Oxidatively-generated damage to DNA and proteins mediated by photosensitized UVA

Abstract

UVA accounts for about 95% of the solar ultraviolet (UV) radiation that reaches Earth and most likely contributes to human skin cancer risk. In contrast to UVB, which comprises the remaining 5% and is absorbed by DNA nucleobases to cause direct photodamage, UVA damages DNA indirectly. It does this largely through its interactions with cellular chromophores that act as photosensitisers to generate reactive oxygen species. Exogenously supplied chemicals, including some widely-prescribed medicines, may also act as photosensitisers and these drugs are associated with an increased risk of sun-related cancer. Because they amplify the effects of UVA on cells, they provide a means to investigate the mechanisms and effects of UVA-induced photodamage. Here, we describe some of the major lesions induced by two groups of UVA photosensitisers, the DNA thionucleotides and the fluoroquinolone antibiotics. In thionucleotides, replacement of the oxygen atoms of canonical nucleobases by sulfur converts them into strong UVA chromophores that can be incorporated into DNA. The fluoroquinolones are also UVA chromophores. They are not incorporated into DNA and induce a different range of DNA damages. We also draw attention to the potentially important contribution of photochemical protein damage to the cellular effects of photosensitised UVA. Proteins targeted for oxidation damage include DNA repair factors and we suggest that UVA-mediated protein damage may contribute to sunlight-induced cancer risk.
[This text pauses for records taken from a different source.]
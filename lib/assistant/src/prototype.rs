use crate::error::Result;
use crate::intent::{Intent, IntentClassifier};
use kalakaart_retrieval::{Encoder, Vector};
use std::sync::Arc;

pub const DEFAULT_MIN_SIMILARITY: f32 = 0.3;

/// Example phrasings that stand in for each intent
const PROTOTYPES: &[(Intent, &[&str])] = &[
    (Intent::Greeting, &["hello", "hi there", "good morning", "namaste", "नमस्ते", "வணக்கம்", "నమస్కారం"]),
    (Intent::FindByCraft, &["find pottery artists", "show me weavers", "madhubani painters", "embroidery artisans"]),
    (Intent::FindByLocation, &["artisans in rajasthan", "artists from kerala", "craftsmen of gujarat"]),
    (Intent::FindByLocationAndCraft, &["pottery artists in gujarat", "weavers from assam", "painters in bihar"]),
    (Intent::GetStatistics, &["how many artists", "database statistics", "total number of artisans"]),
    (Intent::GetContact, &["contact details", "phone number", "how to reach the artist", "email address"]),
    (Intent::Help, &["help", "what can you do", "how do i search", "मदद", "உதவி", "సహాయం"]),
];

/// Nearest-prototype classifier in embedding space.
///
/// Each intent is represented by the embeddings of a few example phrasings;
/// a message takes the intent of its most similar example. Messages below
/// `min_similarity` to every example are `general_query`.
pub struct PrototypeClassifier {
    encoder: Arc<dyn Encoder>,
    prototypes: Vec<(Intent, Vector)>,
    min_similarity: f32,
}

impl PrototypeClassifier {
    pub fn new(encoder: Arc<dyn Encoder>) -> Result<Self> {
        Self::with_threshold(encoder, DEFAULT_MIN_SIMILARITY)
    }

    pub fn with_threshold(encoder: Arc<dyn Encoder>, min_similarity: f32) -> Result<Self> {
        let mut prototypes = Vec::new();
        for (intent, examples) in PROTOTYPES {
            for vector in encoder.encode_batch(examples)? {
                prototypes.push((*intent, vector));
            }
        }
        tracing::debug!("Encoded {} intent prototypes with {}", prototypes.len(), encoder.signature());
        Ok(Self { encoder, prototypes, min_similarity })
    }
}

impl IntentClassifier for PrototypeClassifier {
    fn name(&self) -> &'static str {
        "prototype"
    }

    fn classify(&self, message: &str) -> Result<Intent> {
        if message.trim().is_empty() {
            return Ok(Intent::GeneralQuery);
        }
        let query = self.encoder.encode(message)?;

        let mut best = (Intent::GeneralQuery, self.min_similarity);
        for (intent, prototype) in &self.prototypes {
            let similarity = query.cosine_similarity(prototype);
            if similarity > best.1 {
                best = (*intent, similarity);
            }
        }
        Ok(best.0)
    }
}

#[cfg(test)]
mod tests {
    use super::*;
    use kalakaart_retrieval::HashingEncoder;

    fn classifier() -> PrototypeClassifier {
        PrototypeClassifier::new(Arc::new(HashingEncoder::default())).unwrap()
    }

    #[test]
    fn test_nearest_prototype() {
        let classifier = classifier();
        assert_eq!(classifier.classify("hello").unwrap(), Intent::Greeting);
        assert_eq!(classifier.classify("database statistics please").unwrap(), Intent::GetStatistics);
        assert_eq!(classifier.classify("मदद").unwrap(), Intent::Help);
    }

    #[test]
    fn test_unrelated_text_is_general() {
        let classifier = classifier();
        assert_eq!(classifier.classify("").unwrap(), Intent::GeneralQuery);

        let strict = PrototypeClassifier::with_threshold(Arc::new(HashingEncoder::default()), 1.1).unwrap();
        assert_eq!(strict.classify("hello").unwrap(), Intent::GeneralQuery);
    }
}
Keywords: DNA lesions; Photosensitizer; Protein oxidation; Thiopurines; Thiopyrimidines; UVA.

Graphical abstract

Fig. 1

Structures of UVA photosensitisers. Azathioprine, mercaptopurine and 6-thioguanine are all converted to 6-TG deoxyribonucleotides, which are in turn incorporated into DNA. This is a prerequisite for the clinical effectiveness of thiopurines. Thiopyrimidine deoxynucleosides are incorporated into DNA of cells via the TK-dependent pyrimidine nucleoside salvage pathway. The fluoroquinolone class of antibiotics acts as inhibitors of DNA topoisomerases and intercalate rather than incorporate into DNA.

Fig. 2

UVA photoproducts of DNA 6-thioguanine (6-TG) and 4-thiothymidine A. 6-TG. Reactive oxygen species generated from the interaction between 6-TG and UVA oxidise 6-TG or DNA 6-TG to guanine sulfinate and sulfonate as predominant products. These oxidised forms are also produced by MMPP treatment of 6-TG-substituted DNA. B.Potential intrastrand crosslink between DNA 6-TG and an adjacent imidazole ring-opened deoxyadenosine. UVA-mediated generation of covalent adducts of this type between 6-thioinosine and deoxyadenosine has been demonstrated in solution. C.4-thiothymidine. The thietane photoproduct generated by interstrand crosslinking between DNA 4-thiothymidine and a 5’-DNA thymidine.

Fig. 3

UVA photoproducts of 4-thio-5-iododeoxyuridine (SIdU). UVA irradiation of free SIdU in solution or of DNA containing incorporated SIdU causes deiodination and the generation of SdU via a reactive a 5-thiyl radical. Further reactions induced by UVA or MMPP generate (unidentified) thiol-oxidised intermediates – possibly the sulfinate [bracketed]. The intermediate(s) can undergo loss of the thiol group to generate dU as a final product. The thiyl radical and the oxidised thiol DNA intermediates can also react with nucleobases on the complementary DNA strand to generate DNA interstrand crosslinks (ICLs) or potentially with protein functional groups to form DNA-protein crosslinks (DPCs).

Fig. 4

UVA photoproducts of 4-thio-5-bromodeoxyuridine (SBrdU). In free solution, UVA irradiation or MMPP treatment of the deoxynucleoside generates 5-bromodeoxyuridine (BrdU) via an (unidentified) oxidised intermediate (shown here as the sulfinate). The photochemistry of DNA SBrdU is different. UVA-mediated degradation of SBrdU is not followed by the formation of detectable BrdU. This suggests that reaction with the complementary DNA strand or proteins in preferred. A potentially lethal DNA lesion that is a substrate for the Escherichia coli uracil-DNA N-glycosylase (UNG) has not been identified. UVA does not induce debromination of SBrdU either in free solution or in DNA.